We went to see our new grand-nephew yesterday, two weeks old, all hunched over in a huddle, soft and warm, wiggling and squirming like a tight nest of bunnies. He didn’t know why he wiggled. Some small discomfort. And as hunger pangs grew, he grew more fidgety and started letting out those little newborn squeaks that bypass your brain and hit you straight in the liver or wherever it is feelings are supposed to reside. Then he scrunched his little eyes shut and you could see it coming before it hit you, the tiny forlorn wail. He was a bundle of need.


And I thought about how God gave us all a bundle of feelings to deal with, and how differently we use them, and how we learn to mete out our feelings differently as we grow and change our priorities. For this baby, the wail could be a wet diaper or a burp coming, or a minute past feeding time. Or it could be something more dire. Impossible to tell without being mom and knowing your child. You learn to guess well.

Then as parents, you are so tempted to react when your children cry, “But it’s a small thing. Why waste your bag of emotions on that? There are so much bigger things.” There are, indeed, starving children in Syria. But this makes no sense to the child, because they have drawn from the same bag you have and spent that emotion on that particular care because it seems worthy to them. A child will wail at a crushed toy, a lost blanket, a being-left-behind-for-the-evening. And you can comfort them because to you, this loss isn’t significant. “Significant” changes as you grow.

It doesn’t help to challenge the reasons your kids feel, to interrupt their stories. Once the cat is out of the bag, the emotion spent, you can’t put it back. Reasoning that the thing was not big enough to cry over doesn’t help. They’ve cried already. Our preacher told us a story in church of an athlete who faced cancer himself. Lost part of his jaw to it. And a child.
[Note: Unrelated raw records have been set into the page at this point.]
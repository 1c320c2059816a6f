use crate::services::AuthSession;

/// The four mutually exclusive views of the console.
/// Transitions are driven only by sign-in/sign-out and the admin check.
#[derive(Debug, Clone, PartialEq)]
pub enum UiState {
    Unconfigured,
    SignedOut,
    NotAdmin { email: String },
    Admin { email: String },
}

impl UiState {
    /// Single place where (configuration, session, authorization) maps to a view
    pub fn select(configured: bool, session: Option<&AuthSession>, is_admin: bool) -> Self {
        match (configured, session) {
            (false, _) => UiState::Unconfigured,
            (true, None) => UiState::SignedOut,
            (true, Some(s)) => {
                if is_admin {
                    UiState::Admin { email: s.email.clone() }
                } else {
                    UiState::NotAdmin { email: s.email.clone() }
                }
            }
        }
    }

    /// Render exactly one view for the current state
    pub fn render(&self) {
        match self {
            UiState::Unconfigured => {
                println!();
                println!("⚠️  MongoDB is not configured.");
                println!("    Set MONGODB_URI (see .env) and restart the console.");
                println!();
            }
            UiState::SignedOut => {
                println!();
                println!("Leaderboard Admin Console — signed out.");
                println!("Type 'signin' to authenticate with Google, or 'help' for commands.");
                println!();
            }
            UiState::NotAdmin { email } => {
                println!();
                println!("Access denied: {} is not on the admin allow-list.", email);
                println!("Type 'signout' to switch accounts.");
                println!();
            }
            UiState::Admin { email } => {
                println!();
                println!("Signed in as {} (admin).", email);
                println!("Type 'help' for commands.");
                println!();
            }
        }
    }

    pub fn prompt(&self) -> &'static str {
        match self {
            UiState::Admin { .. } => "admin> ",
            _ => "> ",
        }
    }
}
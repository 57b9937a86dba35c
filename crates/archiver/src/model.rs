use chrono::{DateTime, Utc};
use std::collections::HashSet;
use std::path::PathBuf;
use tokio::process::Child;

/// Opaque identifier reported by the upstream; unique per live stream at any
/// instant (I1).
pub type StreamName = String;

/// `YYYYMMDD_HHMMSS` in UTC, minted when a session starts.
pub fn mint_session_id(now: DateTime<Utc>) -> String {
    now.format("%Y%m%d_%H%M%S").to_string()
}

/// One actively recorded stream. Process state is mutated only by the
/// capture supervisor (C3); `dispatched` is mutated only by the segment
/// detector (C4) and by the session-termination tail, which runs under the
/// reconciler's lock before the entry is removed (I2, I3).
pub struct CaptureSession {
    pub stream: StreamName,
    pub session_id: String,
    pub started_at: DateTime<Utc>,
    pub output_dir: PathBuf,
    pub child: Child,
    pub pid: Option<u32>,
    pub dispatched: HashSet<String>,
}

impl CaptureSession {
    /// Poll-based liveness probe: has the child exited already?
    ///
    /// `Ok(true)` means still running. Errors surface `try_wait` failures
    /// (e.g. already reaped); treated as "not alive" by callers.
    pub fn is_alive(&mut self) -> bool {
        matches!(self.child.try_wait(), Ok(None))
    }
}

/// A unit of work for the upload pipeline (C2). Self-contained: it must not
/// hold a back-reference into the session table, so the uploader never
/// participates in the reconciler's locking.
#[derive(Clone, Debug)]
pub struct UploadTask {
    pub path: PathBuf,
    pub stream: StreamName,
    pub session_id: String,
    pub enqueued_at: DateTime<Utc>,
    pub retry_count: u32,
}

impl UploadTask {
    pub fn new(path: PathBuf, stream: StreamName, session_id: String) -> Self {
        Self {
            path,
            stream,
            session_id,
            enqueued_at: Utc::now(),
            retry_count: 0,
        }
    }
}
And missed playing in the Superbowl by an inch. I struggled to relate because it made me feel my story was so small; why tell it? And on the other hand, why so much fuss over a Superbowl?  I’m so sorry you couldn’t get in the Superbowl.

As life moves us in and out of pain and loss, we learn to manage our bag of tricks differently, saving our emotions for the things that really matter, a moving target. The little things don’t trouble us anymore because we’ve tasted the big ones. But sometimes we lose, along with our intolerance for pain, our capacity for joy. We forget to rejoice at the little things as we’ve forgotten to cry when lunch takes too long.
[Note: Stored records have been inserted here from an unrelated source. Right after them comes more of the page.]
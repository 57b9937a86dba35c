use anyhow::Result;
use archiver::{Config, Supervisor};
use telemetry::{init_structured_logging, LogConfig};
use tracing::error;

#[tokio::main]
async fn main() -> Result<()> {
    init_structured_logging(LogConfig::new("archiver"));

    let config = match Config::from_env() {
        Ok(c) => c,
        Err(e) => {
            error!(error = %e, "startup aborted");
            std::process::exit(1);
        }
    };

    let supervisor = Supervisor::new(config);
    if let Err(e) = supervisor.run(None).await {
        error!(error = %e, "archiver exited with error");
        std::process::exit(1);
    }

    Ok(())
}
Life is a lesson in adjustments. We are constantly pulling together the drawstrings of reason and emotion, trying to knit the outfit together, because since the dawn of time, these two have become estranged, and we end up spilling our bag of emotions on the ground, wasting anger, sorrow, joy, contentment on things that are undeserving. Or we judge the emotions of others by our own priorities and miss their pain because it’s unreasonable to us. I know a man who walked into the home of a widow two weeks after her husband’s death and told her to move on. He could not read her pain. Maybe knitting reasons and emotions together is one of the greatest changes God makes in us in the end, healing this chasm and letting us read one another well. When we are with Him, and our priorities are renovated, what thing could cause us pain? What loss could we mourn? Meanwhile we are in trade school, with this toolbox, learning.